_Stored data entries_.
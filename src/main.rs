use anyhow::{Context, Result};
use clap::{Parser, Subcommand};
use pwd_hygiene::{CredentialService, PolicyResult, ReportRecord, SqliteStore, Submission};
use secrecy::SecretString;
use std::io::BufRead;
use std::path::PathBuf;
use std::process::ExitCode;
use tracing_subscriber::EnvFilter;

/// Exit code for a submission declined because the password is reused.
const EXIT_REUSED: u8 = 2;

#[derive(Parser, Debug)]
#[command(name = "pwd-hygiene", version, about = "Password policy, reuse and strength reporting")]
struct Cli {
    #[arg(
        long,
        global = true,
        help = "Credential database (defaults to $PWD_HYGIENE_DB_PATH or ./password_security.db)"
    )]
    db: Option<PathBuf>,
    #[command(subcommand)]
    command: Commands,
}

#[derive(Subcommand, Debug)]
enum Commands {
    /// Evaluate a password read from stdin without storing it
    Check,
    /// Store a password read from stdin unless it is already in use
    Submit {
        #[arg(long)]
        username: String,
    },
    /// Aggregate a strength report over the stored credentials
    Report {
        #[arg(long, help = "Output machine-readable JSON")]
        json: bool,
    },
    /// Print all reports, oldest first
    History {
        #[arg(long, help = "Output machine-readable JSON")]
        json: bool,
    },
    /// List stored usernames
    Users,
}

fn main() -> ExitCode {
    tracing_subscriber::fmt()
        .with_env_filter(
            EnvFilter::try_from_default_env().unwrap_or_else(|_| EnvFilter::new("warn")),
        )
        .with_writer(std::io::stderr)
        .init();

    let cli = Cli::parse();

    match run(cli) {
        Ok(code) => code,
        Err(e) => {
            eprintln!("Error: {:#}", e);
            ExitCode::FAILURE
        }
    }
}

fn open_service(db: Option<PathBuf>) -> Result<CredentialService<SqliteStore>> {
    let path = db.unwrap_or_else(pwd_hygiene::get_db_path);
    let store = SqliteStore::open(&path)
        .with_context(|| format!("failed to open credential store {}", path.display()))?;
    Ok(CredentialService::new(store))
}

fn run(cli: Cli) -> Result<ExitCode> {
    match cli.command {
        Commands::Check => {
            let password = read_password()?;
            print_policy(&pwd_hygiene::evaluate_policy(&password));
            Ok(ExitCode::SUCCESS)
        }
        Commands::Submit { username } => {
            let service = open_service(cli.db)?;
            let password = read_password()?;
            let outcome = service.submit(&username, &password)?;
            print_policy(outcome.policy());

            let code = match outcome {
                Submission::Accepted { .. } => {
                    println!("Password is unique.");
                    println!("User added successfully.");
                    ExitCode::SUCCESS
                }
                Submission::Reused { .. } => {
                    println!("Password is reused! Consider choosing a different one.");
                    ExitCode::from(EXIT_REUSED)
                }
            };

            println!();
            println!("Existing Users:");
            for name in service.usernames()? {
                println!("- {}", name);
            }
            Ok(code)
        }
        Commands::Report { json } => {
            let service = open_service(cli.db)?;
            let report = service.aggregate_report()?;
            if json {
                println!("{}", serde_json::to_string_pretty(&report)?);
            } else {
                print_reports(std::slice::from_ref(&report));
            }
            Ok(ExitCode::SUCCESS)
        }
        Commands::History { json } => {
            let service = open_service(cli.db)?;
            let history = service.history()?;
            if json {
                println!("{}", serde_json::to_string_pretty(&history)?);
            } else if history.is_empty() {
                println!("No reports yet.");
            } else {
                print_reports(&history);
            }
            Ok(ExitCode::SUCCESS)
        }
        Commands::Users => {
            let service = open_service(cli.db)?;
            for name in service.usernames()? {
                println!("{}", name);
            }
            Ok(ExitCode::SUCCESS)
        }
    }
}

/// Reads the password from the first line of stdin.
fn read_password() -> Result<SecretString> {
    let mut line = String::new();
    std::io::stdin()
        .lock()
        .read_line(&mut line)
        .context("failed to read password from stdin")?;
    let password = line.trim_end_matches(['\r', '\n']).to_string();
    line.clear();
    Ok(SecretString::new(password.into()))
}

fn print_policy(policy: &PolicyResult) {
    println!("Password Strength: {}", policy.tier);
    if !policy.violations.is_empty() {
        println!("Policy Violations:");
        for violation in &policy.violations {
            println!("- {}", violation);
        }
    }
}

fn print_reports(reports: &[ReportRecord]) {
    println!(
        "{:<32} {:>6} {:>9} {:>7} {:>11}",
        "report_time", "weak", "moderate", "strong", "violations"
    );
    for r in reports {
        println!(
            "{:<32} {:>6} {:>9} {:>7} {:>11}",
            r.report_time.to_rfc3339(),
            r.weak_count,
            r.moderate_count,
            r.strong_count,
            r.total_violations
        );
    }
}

_Exercise brief_.
Print only the lines from the one with "for violation in" to the end of the records, both included.

_Answer to this problem_.
        for violation in &policy.violations {
            println!("- {}", violation);
        }
    }
}

fn print_reports(reports: &[ReportRecord]) {
    println!(
        "{:<32} {:>6} {:>9} {:>7} {:>11}",
        "report_time", "weak", "moderate", "strong", "violations"
    );
    for r in reports {
        println!(
            "{:<32} {:>6} {:>9} {:>7} {:>11}",
            r.report_time.to_rfc3339(),
            r.weak_count,
            r.moderate_count,
            r.strong_count,
            r.total_violations
        );
    }
}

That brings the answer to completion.